* _Task directions_:
When you reach the line that has "pub use recovery::RecoveryEngine;" in the material below, reproduce it and each line after it exactly, through the last one.

----------------

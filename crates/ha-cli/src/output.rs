use ha_coordinator::StatusReport;

/// Render a queue status summary as human-readable text.
pub fn render_status(report: &StatusReport) -> String {
    if report.counts.is_empty() {
        return "No work items.".to_string();
    }
    let mut out = String::new();
    for c in &report.counts {
        out.push_str(&format!("{:<12} {:<14} {}\n", c.work_type, c.step, c.count));
    }
    out.push_str(&format!("\ntotal: {}\n", report.total()));
    out
}
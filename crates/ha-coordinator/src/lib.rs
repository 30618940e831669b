pub mod cleanup;
pub mod error;
pub mod fence;
pub mod gate;
pub mod investigate;
pub mod peer;
pub mod plan;
pub mod recovery;
pub mod scheduler;
pub mod scheduler_types;
pub mod worker;

pub use cleanup::CleanupTask;
pub use error::CoordinatorError;
pub use fence::{AlwaysSucceedsFencer, Fencer};
pub use gate::FeatureGate;
pub use investigate::{AbstainingInvestigator, Investigator};
pub use peer::{PeerCoordinator, PeerEvent};
pub use plan::start_with_fallback;
pub use recovery::RecoveryEngine;
pub use scheduler::SchedulerApi;
pub use scheduler_types::{ScheduleError, StatusCount, StatusReport};
pub use worker::WorkerPool;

----------------

* _Response to this exercise_:
pub use recovery::RecoveryEngine;
pub use scheduler::SchedulerApi;
pub use scheduler_types::{ScheduleError, StatusCount, StatusReport};
pub use worker::WorkerPool;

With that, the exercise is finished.